═════ DATA PROVIDED ═════

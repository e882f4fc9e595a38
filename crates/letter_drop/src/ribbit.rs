use bevy::log::info;
use bevy::prelude::*;
use bevy::state::state::NextState;
use bits_helpers::RibbitMessageHandler;
use ribbit_bits::{BitDuration, BitResult};

use crate::game::{ActiveRound, GameState, WordEntry};

#[derive(Default, Clone, Copy)]
pub struct LetterDrop;

impl RibbitMessageHandler for LetterDrop {
    fn restart(world: &mut World) {
        info!("Restarting LetterDrop");

        world.resource_mut::<ActiveRound>().reset();
        world.resource_mut::<WordEntry>().0.clear();

        let mut next_state = world.resource_mut::<NextState<GameState>>();
        next_state.set(GameState::Playing);
    }

    fn end(world: &mut World) -> BitResult {
        info!("Ending LetterDrop");

        if world.resource::<ActiveRound>().is_solved() {
            BitResult::Success
        } else {
            BitResult::Failure
        }
    }

    fn duration(_world: &mut World) -> BitDuration {
        BitDuration::max_duration()
    }
}

#[cfg(test)]
mod tests {
    use bevy::math::Rect;

    use super::*;
    use crate::round::geometry::{BoardSnapshot, ElementId, GeometryProvider};

    const BOARD: Rect = Rect {
        min: Vec2::ZERO,
        max: Vec2::new(960.0, 640.0),
    };

    fn world_with_round(word: &str) -> World {
        let mut world = World::new();
        let mut round = ActiveRound::default();
        let board = BoardSnapshot::new(BOARD);
        round.submit_word(word, &board, &mut fastrand::Rng::with_seed(7));
        assert_eq!(round.slots().len(), word.len(), "the word is laid out");

        world.insert_resource(round);
        world.insert_resource(WordEntry(word.to_owned()));
        world.init_resource::<NextState<GameState>>();
        world
    }

    #[test]
    fn restart_clears_the_round_and_the_entry() {
        let mut world = world_with_round("CAT");
        LetterDrop::restart(&mut world);

        let round = world.resource::<ActiveRound>();
        assert!(round.slots().is_empty(), "no slots after restart");
        assert!(round.tiles().is_empty(), "no tiles after restart");
        assert!(
            world.resource::<WordEntry>().0.is_empty(),
            "typed word is cleared"
        );
        assert!(
            matches!(
                *world.resource::<NextState<GameState>>(),
                NextState::Pending(GameState::Playing)
            ),
            "restart goes back to playing"
        );
    }

    #[test]
    fn unsolved_round_ends_in_failure() {
        let mut world = world_with_round("CAT");
        assert!(
            matches!(LetterDrop::end(&mut world), BitResult::Failure),
            "an unsolved round is a failure"
        );
    }

    #[test]
    fn solved_round_ends_in_success() {
        let mut world = world_with_round("A");
        let mut round = world.resource_mut::<ActiveRound>();

        let tile = round.tiles().first().map(|tile| tile.id).expect("one tile");
        let slot = round.slots().first().map(|slot| slot.position).expect("one slot");
        let grab = BoardSnapshot::from_round(&round, BOARD)
            .element_rect(ElementId::Tile(tile))
            .expect("tile is drawn")
            .center();
        let half = Vec2::splat(round.config().tile_size / 2.0);

        let board = BoardSnapshot::from_round(&round, BOARD);
        round.pointer_down(Some(grab), &board);
        round.pointer_move(Some(slot + half), &board);
        let board = BoardSnapshot::from_round(&round, BOARD);
        round.pointer_up(&board);
        assert!(round.is_solved(), "the only tile filled the only slot");

        assert!(
            matches!(LetterDrop::end(&mut world), BitResult::Success),
            "a solved round is a success"
        );
    }
}
#![allow(
    clippy::allow_attributes,
    reason = "allow attributes are needed for wasm"
)]

use bevy::asset::{AssetMetaCheck, AssetMode};
use bevy::prelude::*;
use bevy::render::RenderPlugin;
use bevy::render::settings::{
    Backends, PowerPreference, RenderCreation, WgpuSettings, WgpuSettingsPriority,
};
use bevy::window::{PresentMode, WindowMode, WindowResolution};

use crate::{RibbitCommunicationPlugin, RibbitMessageHandler};
#[cfg(target_arch = "wasm32")]
use crate::window_resizing::handle_browser_resize;

#[cfg(not(target_arch = "wasm32"))]
pub const FONT: &str = "../../bits_helpers/assets/fonts/FiraSans-Bold.ttf";
#[cfg(target_arch = "wasm32")]
pub const FONT: &str = concat!(
    "../../bits_helpers-",
    env!("CARGO_PKG_VERSION"),
    "/assets/fonts/FiraSans-Bold.ttf"
);

// Landscape board, the browser canvas resizes it on wasm.
pub const WINDOW_WIDTH: f32 = 960.0;
pub const WINDOW_HEIGHT: f32 = 640.0;

pub const BACKGROUND_COLOR: Color = Color::srgb(0.07, 0.08, 0.13);

/// Builds a Bevy app configured for the Ribbit host: asset paths, canvas window,
/// browser-friendly renderer, frame pacing and host messaging.
#[allow(unused_variables, reason = "bit_version is used in wasm")]
pub fn get_default_app<T: RibbitMessageHandler>(bit_name: &str, bit_version: &str) -> App {
    let mut app = App::new();

    let asset_plugin = AssetPlugin {
        mode: AssetMode::Unprocessed,

        #[cfg(not(target_arch = "wasm32"))]
        file_path: "assets".to_string(),
        #[cfg(target_arch = "wasm32")]
        file_path: format!("bits/{bit_name}-{bit_version}/assets"),
        processed_file_path: "imported_assets/Default".to_string(),
        watch_for_changes_override: None,
        meta_check: AssetMetaCheck::Never,
    };

    let window_plugin = WindowPlugin {
        primary_window: Some(Window {
            title: bit_name.to_string(),
            present_mode: PresentMode::Fifo,
            resolution: WindowResolution::new(WINDOW_WIDTH, WINDOW_HEIGHT),
            canvas: Some("#bit".into()),
            fit_canvas_to_parent: true,
            mode: WindowMode::Windowed,
            // Keep browser shortcuts (F5, Ctrl+R) working.
            prevent_default_event_handling: false,
            ..default()
        }),
        ..default()
    };

    let render_plugin = RenderPlugin {
        render_creation: RenderCreation::Automatic(WgpuSettings {
            backends: Some(Backends::BROWSER_WEBGPU | Backends::GL),
            power_preference: PowerPreference::HighPerformance,
            priority: WgpuSettingsPriority::Functionality,
            ..default()
        }),
        ..default()
    };

    app.add_plugins(
        DefaultPlugins
            .set(asset_plugin)
            .set(window_plugin)
            .set(render_plugin),
    );

    // Saves battery on mobile: https://github.com/aevyrie/bevy_framepace
    app.add_plugins(bevy_framepace::FramepacePlugin);

    app.insert_resource(ClearColor(BACKGROUND_COLOR));

    app.add_plugins(RibbitCommunicationPlugin::<T>::default());

    #[cfg(target_arch = "wasm32")]
    app.add_systems(PreUpdate, handle_browser_resize);

    app
}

═════

Your answer should consist of copies of the lines above that include the string "FiraSans".

pub const FONT: &str = "../../bits_helpers/assets/fonts/FiraSans-Bold.ttf";
    "/assets/fonts/FiraSans-Bold.ttf"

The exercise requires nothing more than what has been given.